- AIM OF THE TASK: Each record below must be written out again in exactly the same form.

====== EXERCISE INPUT ======

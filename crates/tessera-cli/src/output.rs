//! Output formatting

use serde_json::{Map, Value};

/// Output builder for formatted CLI output
pub struct Output {
    json_mode: bool,
    fields: Map<String, Value>,
    message: Option<String>,
}

impl Output {
    /// Create a new output builder
    pub fn new(json_mode: bool) -> Self {
        Self {
            json_mode,
            fields: Map::new(),
            message: None,
        }
    }

    /// Add a string field to the output
    pub fn field(mut self, key: &str, value: &str) -> Self {
        self.fields.insert(key.to_string(), Value::String(value.to_string()));
        self
    }

    /// Add a u64 field to the output
    pub fn field_u64(mut self, key: &str, value: u64) -> Self {
        self.fields.insert(key.to_string(), Value::Number(value.into()));
        self
    }

    /// Add a JSON value field to the output
    pub fn field_value(mut self, key: &str, value: Value) -> Self {
        self.fields.insert(key.to_string(), value);
        self
    }

    /// Set the human-readable message
    pub fn message(mut self, msg: &str) -> Self {
        self.message = Some(msg.to_string());
        self
    }

    /// Render without printing; `None` in text mode without a message
    pub fn render(&self) -> Option<String> {
        if self.json_mode {
            let fields = Value::Object(self.fields.clone());
            Some(serde_json::to_string_pretty(&fields).unwrap_or_default())
        } else {
            self.message.clone()
        }
    }

    /// Print the output
    pub fn print(self) {
        if let Some(text) = self.render() {
            println!("{}", text);
        }
    }
}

======

- EXERCISE ANSWER:
filename crates/tessera-cli/src/output.rs
//! Output formatting

use serde_json::{Map, Value};

/// Output builder for formatted CLI output
pub struct Output {
    json_mode: bool,
    fields: Map<String, Value>,
    message: Option<String>,
}

impl Output {
    /// Create a new output builder
    pub fn new(json_mode: bool) -> Self {
        Self {
            json_mode,
            fields: Map::new(),
            message: None,
        }
    }

    /// Add a string field to the output
    pub fn field(mut self, key: &str, value: &str) -> Self {
        self.fields.insert(key.to_string(), Value::String(value.to_string()));
        self
    }

    /// Add a u64 field to the output
    pub fn field_u64(mut self, key: &str, value: u64) -> Self {
        self.fields.insert(key.to_string(), Value::Number(value.into()));
        self
    }

    /// Add a JSON value field to the output
    pub fn field_value(mut self, key: &str, value: Value) -> Self {
        self.fields.insert(key.to_string(), value);
        self
    }

    /// Set the human-readable message
    pub fn message(mut self, msg: &str) -> Self {
        self.message = Some(msg.to_string());
        self
    }

    /// Render without printing; `None` in text mode without a message
    pub fn render(&self) -> Option<String> {
        if self.json_mode {
            let fields = Value::Object(self.fields.clone());
            Some(serde_json::to_string_pretty(&fields).unwrap_or_default())
        } else {
            self.message.clone()
        }
    }

    /// Print the output
    pub fn print(self) {
        if let Some(text) = self.render() {
            println!("{}", text);
        }
    }
}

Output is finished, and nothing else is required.